Q. Is it definitive that this is actually related to calcium and not some other sensory attribute related to the cheese?
A. The researcher made the cheese himself, so the sensory aspects were somewhat controlled.

Q. Why do you call your experimental approach "hypothesis free."
A. Because we don't identify specific genes that we are looking for before we do the analyses. Maybe "unbiased" is a better term.
Comment: True, but just stating that you believe there is a genetic link is a form of a hypothesis, correct?
A. Yes, I'll give you that.

Q. Because the C57 mice are avoiding calcium, do they have a higher incidence of osteoporosis?
A. I don't know. That's a good question.

Q. Can you taste the difference between OJ with and without calcium added?
A. Some people (and mice) can, but I can't.

Q. I didn't see how you identified the calcium sensor gene.
A. The gene (Casr) was already identified as a calcium sensor.
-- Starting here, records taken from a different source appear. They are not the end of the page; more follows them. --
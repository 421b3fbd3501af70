//! Mosaic composition from a source image and an indexed corpus

/// Per-cell matching and compositing
pub mod composer;
/// Grid layout and source sampling regions
pub mod grid;

pub use composer::compose;
pub use grid::MosaicGrid;
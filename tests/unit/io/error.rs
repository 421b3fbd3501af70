//! Tests for error formatting and classification

#[cfg(test)]
mod tests {
    use emoji_mosaic::MosaicError;
    use emoji_mosaic::io::error::{config_error, file_system_error, invalid_parameter};
    use std::error::Error;
    use std::path::PathBuf;

    // Tests that messages name the offending parameter and value
    #[test]
    fn test_invalid_parameter_display() {
        let error = invalid_parameter("scale_factor", &-1.5, &"must be positive");
        assert_eq!(
            error.to_string(),
            "Invalid parameter 'scale_factor' = '-1.5': must be positive"
        );
        assert!(!error.is_fatal());
        assert!(error.source().is_none());
    }

    // Tests that initialization failures are fatal and request failures are not
    #[test]
    fn test_fatal_classification() {
        let fatal = [
            MosaicError::Load {
                path: PathBuf::from("emoji"),
                reason: "no images".to_string(),
            },
            MosaicError::Index {
                reason: "no features".to_string(),
            },
            MosaicError::Cache {
                path: PathBuf::from("emojis9.json"),
                reason: "disk full".to_string(),
            },
            file_system_error("out", "create directory", std::io::ErrorKind::Other.into()),
        ];
        for error in &fatal {
            assert!(error.is_fatal(), "{error}");
        }

        let recoverable = [
            config_error(&"tile mismatch"),
            MosaicError::MalformedPixels {
                reason: "empty".to_string(),
            },
            invalid_parameter("query", &"2 components", &"expected 3"),
        ];
        for error in &recoverable {
            assert!(!error.is_fatal(), "{error}");
        }
    }

    // Tests that wrapped errors are exposed as sources
    #[test]
    fn test_error_sources() {
        let io_error = file_system_error(
            "cache",
            "remove cache entry",
            std::io::Error::new(std::io::ErrorKind::PermissionDenied, "denied"),
        );
        assert!(io_error.source().is_some());
        assert!(io_error.to_string().contains("remove cache entry"));
        assert!(io_error.to_string().contains("cache"));

        let decode = MosaicError::ImageDecode {
            path: PathBuf::from("broken.png"),
            source: image::ImageError::IoError(std::io::ErrorKind::InvalidData.into()),
        };
        assert!(decode.source().is_some());
        assert!(decode.to_string().contains("broken.png"));
    }

    // Tests the configuration error message
    #[test]
    fn test_config_error_display() {
        let error = config_error(&"index holds 3 features but the corpus has 2 assets");
        assert!(matches!(error, MosaicError::Config { .. }));
        assert_eq!(
            error.to_string(),
            "Configuration mismatch: index holds 3 features but the corpus has 2 assets"
        );
    }
}
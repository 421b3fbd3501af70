//! Tests for emoji directory scanning and asset normalization

#[cfg(test)]
mod tests {
    use emoji_mosaic::MosaicError;
    use emoji_mosaic::corpus::{ColorFeature, CorpusLoader, EmojiAsset};
    use emoji_mosaic::raster::ChannelLayout;
    use image::{Rgba, RgbaImage};
    use std::fs;
    use std::path::Path;

    fn write_emoji(dir: &Path, name: &str, size: u32, color: [u8; 4]) {
        let img = RgbaImage::from_pixel(size, size, Rgba(color));
        assert!(img.save(dir.join(name)).is_ok(), "failed to write {name}");
    }

    // Tests that every decodable image becomes a normalized asset in sorted order
    #[test]
    fn test_build_normalizes_assets() {
        let Ok(dir) = tempfile::tempdir() else {
            unreachable!("temporary directory unavailable");
        };
        write_emoji(dir.path(), "b_white.png", 16, [255, 255, 255, 255]);
        write_emoji(dir.path(), "a_red.png", 5, [255, 0, 0, 255]);

        let Ok(corpus) = CorpusLoader::new(dir.path()).build(4) else {
            unreachable!("corpus build failed");
        };

        assert_eq!(corpus.len(), 2);
        assert_eq!(corpus.tile_resolution(), 4);
        assert_eq!(corpus.layout(), ChannelLayout::Rgba);
        let names: Vec<&str> = corpus.assets().iter().map(EmojiAsset::name).collect();
        assert_eq!(names, vec!["a_red.png", "b_white.png"]);

        for asset in corpus.assets() {
            assert_eq!(asset.pixels().height(), 4);
            assert_eq!(asset.pixels().width(), 4);
        }
        assert_eq!(
            corpus.feature(0).map(ColorFeature::components),
            Some(&[255.0, 0.0, 0.0, 255.0][..])
        );
    }

    // Tests that undecodable files are skipped and unrelated files ignored
    #[test]
    fn test_build_skips_broken_files() {
        let Ok(dir) = tempfile::tempdir() else {
            unreachable!("temporary directory unavailable");
        };
        write_emoji(dir.path(), "good.png", 3, [0, 0, 255, 255]);
        assert!(fs::write(dir.path().join("broken.png"), b"not a png").is_ok());
        assert!(fs::write(dir.path().join("notes.txt"), b"ignore me").is_ok());

        let Ok(corpus) = CorpusLoader::new(dir.path()).build(3) else {
            unreachable!("corpus build failed");
        };

        assert_eq!(corpus.len(), 1);
        assert_eq!(corpus.asset(0).map(EmojiAsset::name), Some("good.png"));
    }

    // Tests that a directory without decodable images fails to load
    #[test]
    fn test_build_empty_directory_fails() {
        let Ok(dir) = tempfile::tempdir() else {
            unreachable!("temporary directory unavailable");
        };
        assert!(matches!(
            CorpusLoader::new(dir.path()).build(4),
            Err(MosaicError::Load { .. })
        ));

        assert!(fs::write(dir.path().join("broken.png"), b"garbage").is_ok());
        assert!(matches!(
            CorpusLoader::new(dir.path()).build(4),
            Err(MosaicError::Load { .. })
        ));
    }

    // Tests that a missing directory fails to load
    #[test]
    fn test_build_missing_directory_fails() {
        let Ok(dir) = tempfile::tempdir() else {
            unreachable!("temporary directory unavailable");
        };
        let missing = dir.path().join("does-not-exist");
        assert!(matches!(
            CorpusLoader::new(missing).build(4),
            Err(MosaicError::Load { .. })
        ));
    }

    // Tests that a zero tile resolution is rejected before touching the disk
    #[test]
    fn test_build_zero_resolution_fails() {
        let loader = CorpusLoader::new("/nonexistent");
        assert!(matches!(
            loader.build(0),
            Err(MosaicError::InvalidParameter { .. })
        ));
    }

    // Tests that assets are conformed to the configured layout
    #[test]
    fn test_build_with_rgb_layout() {
        let Ok(dir) = tempfile::tempdir() else {
            unreachable!("temporary directory unavailable");
        };
        write_emoji(dir.path(), "green.png", 2, [0, 200, 0, 255]);

        let loader = CorpusLoader::new(dir.path()).with_layout(ChannelLayout::Rgb);
        assert_eq!(loader.layout(), ChannelLayout::Rgb);
        assert_eq!(loader.directory(), dir.path());

        let Ok(corpus) = loader.build(2) else {
            unreachable!("corpus build failed");
        };
        assert_eq!(corpus.layout(), ChannelLayout::Rgb);
        assert_eq!(
            corpus.feature(0).map(ColorFeature::components),
            Some(&[0.0, 200.0, 0.0][..])
        );
    }
}
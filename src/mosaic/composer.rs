//! Tile matching and compositing of emoji mosaics

use crate::corpus::assets::Corpus;
use crate::corpus::feature::ColorFeature;
use crate::io::error::{MosaicError, Result};
use crate::mosaic::grid::MosaicGrid;
use crate::raster::PixelBuffer;
use crate::raster::channels::conform;
use crate::spatial::NearestNeighbor;
use ndarray::{Array3, s};
use tracing::debug;

/// Replace every grid cell of `source` with the emoji closest to its mean color
///
/// The source is first conformed to the corpus channel layout. Output is a
/// `rows * tile × cols * tile` buffer in that layout, where the grid is laid
/// out by [`MosaicGrid`]. The call only reads `corpus` and `index`, so any
/// number of threads may compose against the same pair.
///
/// # Errors
///
/// Returns an error if:
/// - `scale_factor` or `tile_resolution` is invalid, or the grid is too large
/// - `tile_resolution` differs from the corpus tile resolution
/// - `index` was not built from a corpus of this size and dimensionality
pub fn compose<I>(
    source: &PixelBuffer,
    corpus: &Corpus,
    index: &I,
    scale_factor: f64,
    tile_resolution: u32,
) -> Result<PixelBuffer>
where
    I: NearestNeighbor + ?Sized,
{
    let grid = MosaicGrid::new(
        source.height(),
        source.width(),
        scale_factor,
        tile_resolution,
    )?;
    check_configuration(corpus, index, tile_resolution)?;

    let layout = corpus.layout();
    let channels = layout.channel_count();
    grid.output_height()
        .checked_mul(grid.output_width())
        .and_then(|pixels| pixels.checked_mul(channels))
        .ok_or_else(|| {
            crate::io::error::invalid_parameter(
                "scale_factor",
                &scale_factor,
                &"output size overflows",
            )
        })?;

    let source = conform(source, layout);
    let pixels = source.view();
    let mut output = Array3::<u8>::zeros((grid.output_height(), grid.output_width(), channels));

    for row in 0..grid.rows() {
        let rows = grid.row_span(row);
        for col in 0..grid.cols() {
            let cols = grid.col_span(col);
            let region = pixels.slice(s![rows.clone(), cols, ..]);
            let feature = ColorFeature::mean_of(region);

            let matched = index.nearest(&feature)?;
            let asset = corpus.asset(matched).ok_or_else(|| {
                crate::io::error::config_error(&format!(
                    "index returned position {matched} for a corpus of {}",
                    corpus.len()
                ))
            })?;

            output
                .slice_mut(s![grid.output_rows(row), grid.output_cols(col), ..])
                .assign(asset.pixels().as_array());
        }
    }

    debug!(
        rows = grid.rows(),
        cols = grid.cols(),
        height = grid.output_height(),
        width = grid.output_width(),
        "composed emoji mosaic"
    );
    PixelBuffer::from_array(output).map_err(|e| MosaicError::MalformedPixels {
        reason: format!("composed mosaic is invalid: {e}"),
    })
}

fn check_configuration<I>(corpus: &Corpus, index: &I, tile_resolution: u32) -> Result<()>
where
    I: NearestNeighbor + ?Sized,
{
    if corpus.tile_resolution() != tile_resolution {
        return Err(crate::io::error::config_error(&format!(
            "corpus was built for {}px tiles but {tile_resolution}px tiles were requested",
            corpus.tile_resolution()
        )));
    }
    if index.len() != corpus.len() {
        return Err(crate::io::error::config_error(&format!(
            "index holds {} features but the corpus has {} assets",
            index.len(),
            corpus.len()
        )));
    }
    if index.dimensions() != corpus.layout().channel_count() {
        return Err(crate::io::error::config_error(&format!(
            "index expects {} components but the corpus uses {}",
            index.dimensions(),
            corpus.layout()
        )));
    }
    Ok(())
}
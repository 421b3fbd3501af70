//! Command-line interface for converting images into emoji mosaics

use crate::corpus::registry::{CorpusConfig, CorpusHandle, initialize_corpus};
use crate::io::configuration::{
    DEFAULT_CACHE_DIRECTORY, DEFAULT_LOG_LEVEL, DEFAULT_SCALE_FACTOR, DEFAULT_TILE_RESOLUTION,
    OUTPUT_EXTENSION, OUTPUT_SUFFIX,
};
use crate::io::error::Result;
use crate::io::image::{is_supported_image, load_pixel_buffer, save_pixel_buffer};
use crate::io::progress::ProgressManager;
use crate::raster::ChannelLayout;
use crate::spatial::Metric;
use clap::{Parser, ValueEnum};
use std::path::{Path, PathBuf};
use std::time::Instant;
use tracing::{error, info};

/// Distance metric choices exposed on the command line
#[derive(Debug, Clone, Copy, PartialEq, Eq, ValueEnum)]
pub enum MetricArg {
    /// L2 distance
    Euclidean,
    /// L1 distance
    Manhattan,
    /// L∞ distance
    Chebyshev,
}

impl From<MetricArg> for Metric {
    fn from(arg: MetricArg) -> Self {
        match arg {
            MetricArg::Euclidean => Self::Euclidean,
            MetricArg::Manhattan => Self::Manhattan,
            MetricArg::Chebyshev => Self::Chebyshev,
        }
    }
}

/// Channel layout choices exposed on the command line
#[derive(Debug, Clone, Copy, PartialEq, Eq, ValueEnum)]
pub enum LayoutArg {
    /// Grayscale tiles
    Luma,
    /// Grayscale tiles with transparency
    LumaAlpha,
    /// Opaque color tiles
    Rgb,
    /// Color tiles with transparency
    Rgba,
}

impl From<LayoutArg> for ChannelLayout {
    fn from(arg: LayoutArg) -> Self {
        match arg {
            LayoutArg::Luma => Self::Luma,
            LayoutArg::LumaAlpha => Self::LumaAlpha,
            LayoutArg::Rgb => Self::Rgb,
            LayoutArg::Rgba => Self::Rgba,
        }
    }
}

#[derive(Parser)]
#[command(name = "emoji-mosaic")]
#[command(author, version, about = "Convert images to emoji art")]
/// Command-line arguments for the mosaic tool
// CLI tools commonly need multiple boolean flags for various features and user preferences
#[allow(clippy::struct_excessive_bools)]
pub struct Cli {
    /// Directory with emoji images
    #[arg(value_name = "EMOJI_DIR")]
    pub emoji_directory: PathBuf,

    /// Input image or directory of images to convert
    #[arg(value_name = "TARGET")]
    pub target: PathBuf,

    /// Emoji tile resolution in pixels
    #[arg(short, long, default_value_t = DEFAULT_TILE_RESOLUTION)]
    pub resolution: u32,

    /// Emoji scale factor (grid density relative to the source resolution)
    #[arg(short, long, default_value_t = DEFAULT_SCALE_FACTOR)]
    pub scale: f64,

    /// Color distance used to match emoji
    #[arg(short, long, value_enum, default_value_t = MetricArg::Euclidean)]
    pub metric: MetricArg,

    /// Channel layout emoji tiles are normalized to
    #[arg(short, long, value_enum, default_value_t = LayoutArg::Rgba)]
    pub layout: LayoutArg,

    /// Directory for precomputed corpora
    #[arg(long, default_value = DEFAULT_CACHE_DIRECTORY)]
    pub cache_dir: PathBuf,

    /// Do not read or write precomputed corpora
    #[arg(long)]
    pub no_cache: bool,

    /// Recompute the corpus and its index even if a cached one exists
    #[arg(short, long)]
    pub force_precompute: bool,

    /// Process files even if output exists
    #[arg(short, long)]
    pub no_skip: bool,

    /// Suppress progress output
    #[arg(short, long)]
    pub quiet: bool,

    /// Log level used when `RUST_LOG` is not set
    #[arg(long, default_value = DEFAULT_LOG_LEVEL)]
    pub log_level: String,
}

impl Cli {
    /// Check if existing output files should be skipped
    pub const fn skip_existing(&self) -> bool {
        !self.no_skip
    }

    /// Check if progress should be displayed
    pub const fn should_show_progress(&self) -> bool {
        !self.quiet
    }

    /// Corpus options described by the arguments
    pub fn corpus_config(&self) -> CorpusConfig {
        CorpusConfig {
            directory: self.emoji_directory.clone(),
            tile_resolution: self.resolution,
            layout: self.layout.into(),
            metric: self.metric.into(),
            cache_directory: (!self.no_cache).then(|| self.cache_dir.clone()),
        }
    }
}

/// Batch processor that initializes the corpus once and converts each image
pub struct FileProcessor {
    cli: Cli,
    progress_manager: Option<ProgressManager>,
}

impl FileProcessor {
    /// Create a new file processor with the given CLI arguments
    pub fn new(cli: Cli) -> Self {
        let progress_manager = cli.should_show_progress().then(ProgressManager::new);

        Self {
            cli,
            progress_manager,
        }
    }

    /// Convert every target image
    ///
    /// Failures of a single image are logged and the batch continues; only
    /// failures that make the corpus unusable abort processing.
    ///
    /// # Errors
    ///
    /// Returns an error if target validation, corpus initialization or a
    /// fatal file system operation fails
    pub fn process(&mut self) -> Result<()> {
        let files = self.collect_files()?;

        if files.is_empty() {
            info!(path = %self.cli.target.display(), "nothing to convert");
            return Ok(());
        }

        let handle = self.initialize()?;

        if let Some(ref mut pm) = self.progress_manager {
            pm.initialize(files.len());
        }

        for file in &files {
            if let Some(ref pm) = self.progress_manager {
                pm.start_file(file);
            }

            let outcome = self.process_file(&handle, file);
            let succeeded = outcome.is_ok();
            if let Err(error) = outcome {
                if error.is_fatal() {
                    return Err(error);
                }
                error!(input = %file.display(), %error, "conversion failed");
            }

            if let Some(ref mut pm) = self.progress_manager {
                pm.complete_file(succeeded);
            }
        }

        if let Some(ref pm) = self.progress_manager {
            pm.finish();
        }

        Ok(())
    }

    fn initialize(&mut self) -> Result<CorpusHandle> {
        let config = self.cli.corpus_config();

        if let Some(ref mut pm) = self.progress_manager {
            pm.start_initialization(&config.directory, config.tile_resolution);
        }

        let handle = initialize_corpus(&config, self.cli.force_precompute)?;

        if let Some(ref mut pm) = self.progress_manager {
            pm.finish_initialization(handle.corpus().len());
        }
        Ok(handle)
    }

    fn collect_files(&self) -> Result<Vec<PathBuf>> {
        if self.cli.target.is_file() {
            if is_supported_image(&self.cli.target) {
                if self.should_process_file(&self.cli.target) {
                    Ok(vec![self.cli.target.clone()])
                } else {
                    Ok(vec![])
                }
            } else {
                Err(crate::io::error::invalid_parameter(
                    "target",
                    &self.cli.target.display(),
                    &"target file must be a supported image",
                ))
            }
        } else if self.cli.target.is_dir() {
            let mut files = Vec::new();
            let entries = std::fs::read_dir(&self.cli.target).map_err(|e| {
                crate::io::error::file_system_error(&self.cli.target, "read directory", e)
            })?;
            for entry in entries {
                let path = entry
                    .map_err(|e| {
                        crate::io::error::file_system_error(&self.cli.target, "read entry", e)
                    })?
                    .path();
                if path.is_file()
                    && is_supported_image(&path)
                    && !Self::is_output(&path)
                    && self.should_process_file(&path)
                {
                    files.push(path);
                }
            }
            files.sort();
            Ok(files)
        } else {
            Err(crate::io::error::invalid_parameter(
                "target",
                &self.cli.target.display(),
                &"target must be an image file or directory",
            ))
        }
    }

    fn should_process_file(&self, input_path: &Path) -> bool {
        if !self.cli.skip_existing() {
            return true;
        }

        let output_path = Self::get_output_path(input_path);
        if output_path.exists() {
            info!(input = %input_path.display(), "skipping, output exists");
            false
        } else {
            true
        }
    }

    fn process_file(&self, handle: &CorpusHandle, input_path: &Path) -> Result<()> {
        let start_time = Instant::now();
        let output_path = Self::get_output_path(input_path);

        let source = load_pixel_buffer(input_path)?;
        let mosaic = handle.compose(&source, self.cli.scale)?;
        save_pixel_buffer(&mosaic, &output_path)?;

        info!(
            input = %input_path.display(),
            output = %output_path.display(),
            width = mosaic.width(),
            height = mosaic.height(),
            elapsed_ms = start_time.elapsed().as_millis() as u64,
            "mosaic written"
        );
        Ok(())
    }

    /// Whether `path` looks like a mosaic this tool produced
    pub fn is_output(path: &Path) -> bool {
        path.file_stem()
            .is_some_and(|stem| stem.to_string_lossy().ends_with(OUTPUT_SUFFIX))
    }

    /// Output location for `input_path`: `<stem>_emoji.png` next to the input
    pub fn get_output_path(input_path: &Path) -> PathBuf {
        let stem = input_path.file_stem().unwrap_or_default();
        let output_name = format!(
            "{}{OUTPUT_SUFFIX}.{OUTPUT_EXTENSION}",
            stem.to_string_lossy()
        );

        if let Some(parent) = input_path.parent() {
            parent.join(output_name)
        } else {
            PathBuf::from(output_name)
        }
    }
}
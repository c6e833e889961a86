//! # hyAway Common Library
//!
//! Shared code for the hyAway preference core:
//! - Error types
//! - Configuration loading and root folder resolution
//! - Tag parsing and listing order
//! - Timestamp helpers

pub mod config;
pub mod error;
pub mod tags;
pub mod time;

pub use error::{Error, Result};
pub use tags::Tag;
We chose to focus on that one because it seemed like a good candidate, and it turns out, it was a good choice.

Q. Would you get an inverse relationship between bitter and sweet if you looked at preferences for those?
A. No one has looked at that, but I doubt this would be the case.

Q. For your lock and key model, do you have any idea where polycose would fit in?
A. My guess is that Polycose is detected by the sweet taste receptor.